[WHAT TO PRODUCE]: From the first line of the material through the line containing "use uuid::Uuid;", restate everything word for word and nothing more.

[MATERIAL TO PROCESS]:
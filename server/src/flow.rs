//! The Authorization Code + PKCE login flow.
//!
//! A flow moves from `STARTED` (verifier held in the login store) to `COMPLETED`
//! (session held in the session store), keyed by the same state token throughout.

use color_eyre::eyre::WrapErr;
use serde::{Deserialize, Serialize};
use tracing::{info, instrument, warn};
use uuid::Uuid;

use crate::config::OidcConfig;
use crate::oauth::{
    self, discovery, pkce, token, userinfo, FlowStore, PendingLogin, ProviderMetadata, Session,
    UpstreamError,
};

#[derive(Debug, thiserror::Error)]
pub enum FlowError {
    /// The state is unknown, already consumed, or expired
    #[error("state not found")]
    NotFound,

    #[error("upstream provider error: {0}")]
    Upstream(#[from] UpstreamError),

    #[error("failed to generate PKCE material")]
    Generation(#[from] rand::Error),
}

/// Returned by [`OidcFlow::start`]
#[derive(Debug, Clone, Serialize, Deserialize)]
pub struct StartResponse {
    /// Where the browser should be sent
    pub auth_url: String,
    pub state: String,
}

#[derive(Serialize)]
struct AuthUrlParams<'a> {
    client_id: &'a str,
    redirect_uri: &'a str,
    response_type: &'static str,
    scope: &'a str,
    state: &'a str,
    code_challenge: &'a str,
    code_challenge_method: &'static str,
}

pub struct OidcFlow {
    config: OidcConfig,
    metadata: ProviderMetadata,
    http: reqwest::Client,
    store: FlowStore,
}

impl OidcFlow {
    /// Builds the HTTP client and resolves provider metadata once.
    ///
    /// Discovery failures do not fail construction; only an unusable HTTP client does.
    pub async fn discover(config: OidcConfig) -> color_eyre::Result<Self> {
        let http = reqwest::ClientBuilder::new()
            .timeout(config.request_timeout)
            .use_rustls_tls()
            .build()
            .wrap_err("Failed to build HTTP client")?;

        let metadata = discovery::resolve(&http, &config).await;

        Ok(Self::new(config, metadata, http))
    }

    pub fn new(config: OidcConfig, metadata: ProviderMetadata, http: reqwest::Client) -> Self {
        Self {
            config,
            metadata,
            http,
            store: FlowStore::new(),
        }
    }

    pub fn config(&self) -> &OidcConfig {
        &self.config
    }

    pub fn metadata(&self) -> &ProviderMetadata {
        &self.metadata
    }

    pub async fn pending_count(&self) -> usize {
        self.store.pending_len().await
    }

    pub async fn session_count(&self) -> usize {
        self.store.session_len().await
    }

    /// Mint a state, generate PKCE material, and remember the verifier under that state
    #[instrument(skip(self), err)]
    pub async fn start(&self) -> Result<StartResponse, FlowError> {
        let state = Uuid::new_v4().to_string();
        let pkce = pkce::generate()?;

        let auth_url = self.authorization_url(&state, &pkce.challenge);

        let pruned = self
            .store
            .put_pending(
                state.clone(),
                PendingLogin::new(pkce.verifier),
                self.config.pending_login_ttl,
            )
            .await;
        if pruned > 0 {
            info!(pruned, "Dropped expired pending logins");
        }

        info!(state = %state, "Started login");
        Ok(StartResponse { auth_url, state })
    }

    /// Redeem `code` for the login started under `state` and store the resulting session.
    ///
    /// The pending login is consumed before the provider is contacted, so a failed exchange
    /// means the flow has to be restarted.
    #[instrument(skip(self, code), err)]
    pub async fn complete(&self, state: &str, code: &str) -> Result<Session, FlowError> {
        let pending = self
            .store
            .take_pending(state)
            .await
            .ok_or(FlowError::NotFound)?;

        if let Some(ttl) = self.config.pending_login_ttl {
            if pending.is_expired(ttl) {
                info!(state = %state, "Pending login expired");
                return Err(FlowError::NotFound);
            }
        }

        let tokens = token::exchange_code_for_token(
            &self.http,
            &self.metadata.token_url(&self.config),
            &self.config,
            code,
            &pending.code_verifier,
        )
        .await?;

        let user = self.fetch_user_info(&tokens.access_token).await;
        let session = Session::from_token_set(tokens, user);

        self.store
            .put_session(state.to_string(), session.clone())
            .await;

        info!(
            state = %state,
            has_user = session.user.is_some(),
            "Completed login"
        );
        Ok(session)
    }

    /// Look up a completed session. Read-only and repeatable.
    pub async fn session(&self, state: &str) -> Result<Session, FlowError> {
        self.store
            .get_session(state)
            .await
            .ok_or(FlowError::NotFound)
    }

    fn authorization_url(&self, state: &str, code_challenge: &str) -> String {
        let params = AuthUrlParams {
            client_id: &self.config.client_id,
            redirect_uri: &self.config.redirect_uri,
            response_type: "code",
            scope: &self.config.scope,
            state,
            code_challenge,
            code_challenge_method: pkce::CHALLENGE_METHOD,
        };

        // Serializing a flat struct of strings cannot fail
        let query = serde_urlencoded::to_string(&params).unwrap_or_default();

        oauth::utils::append_query(&self.metadata.authorization_url(&self.config), &query)
    }

    /// Enrichment only: every failure is logged and swallowed
    async fn fetch_user_info(&self, access_token: &str) -> Option<userinfo::UserInfo> {
        let endpoint = self.metadata.userinfo_url(&self.config);

        match userinfo::fetch_user_info(&self.http, &endpoint, access_token).await {
            Ok(info) => Some(info),
            Err(err) => {
                warn!(error = %err, "Skipping userinfo enrichment");
                None
            }
        }
    }
}

#[cfg(test)]
mod tests {
    use super::*;
    use std::collections::HashMap;

    fn flow(metadata: ProviderMetadata) -> OidcFlow {
        let config = OidcConfig::new(
            "http://op.test",
            "relay-client",
            "http://localhost:3000/callback?source=rust",
        )
        .with_scope("openid email");
        OidcFlow::new(config, metadata, reqwest::Client::new())
    }

    fn query_of(url: &str) -> HashMap<String, String> {
        let (_, query) = url.split_once('?').unwrap();
        serde_urlencoded::from_str(query).unwrap()
    }

    #[tokio::test]
    async fn test_start_builds_authorization_url() {
        let flow = flow(ProviderMetadata::default());

        let started = flow.start().await.unwrap();

        assert!(started.auth_url.starts_with("http://op.test/oidc/authorize?"));
        let params = query_of(&started.auth_url);
        assert_eq!(params["client_id"], "relay-client");
        assert_eq!(
            params["redirect_uri"],
            "http://localhost:3000/callback?source=rust"
        );
        assert_eq!(params["response_type"], "code");
        assert_eq!(params["scope"], "openid email");
        assert_eq!(params["state"], started.state);
        assert_eq!(params["code_challenge_method"], "S256");
        assert_eq!(params["code_challenge"].len(), 43);
        assert_eq!(flow.pending_count().await, 1);
    }

    #[tokio::test]
    async fn test_challenge_is_derived_from_stored_verifier() {
        let flow = flow(ProviderMetadata::default());

        let started = flow.start().await.unwrap();
        let params = query_of(&started.auth_url);
        let pending = flow.store.take_pending(&started.state).await.unwrap();

        assert_eq!(
            params["code_challenge"],
            pkce::challenge_for(&pending.code_verifier)
        );
    }

    #[tokio::test]
    async fn test_start_uses_discovered_authorization_endpoint() {
        let flow = flow(ProviderMetadata {
            authorization_endpoint: Some("http://op.test/connect/authorize".to_string()),
            ..Default::default()
        });

        let started = flow.start().await.unwrap();

        assert!(started
            .auth_url
            .starts_with("http://op.test/connect/authorize?"));
    }

    #[tokio::test]
    async fn test_states_are_unique() {
        let flow = flow(ProviderMetadata::default());

        let mut states = std::collections::HashSet::new();
        for _ in 0..200 {
            assert!(states.insert(flow.start().await.unwrap().state));
        }
        assert_eq!(flow.pending_count().await, 200);
    }

    #[tokio::test]
    async fn test_complete_with_unknown_state_is_not_found() {
        let flow = flow(ProviderMetadata::default());

        let result = flow.complete("never-issued", "ABC").await;

        assert!(matches!(result, Err(FlowError::NotFound)));
    }

    #[tokio::test]
    async fn test_session_before_complete_is_not_found() {
        let flow = flow(ProviderMetadata::default());
        let started = flow.start().await.unwrap();

        assert!(matches!(
            flow.session(&started.state).await,
            Err(FlowError::NotFound)
        ));
    }
}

[SOLUTION FOR THIS EXERCISE]:
filename server/src/flow.rs
//! The Authorization Code + PKCE login flow.
//!
//! A flow moves from `STARTED` (verifier held in the login store) to `COMPLETED`
//! (session held in the session store), keyed by the same state token throughout.

use color_eyre::eyre::WrapErr;
use serde::{Deserialize, Serialize};
use tracing::{info, instrument, warn};
use uuid::Uuid;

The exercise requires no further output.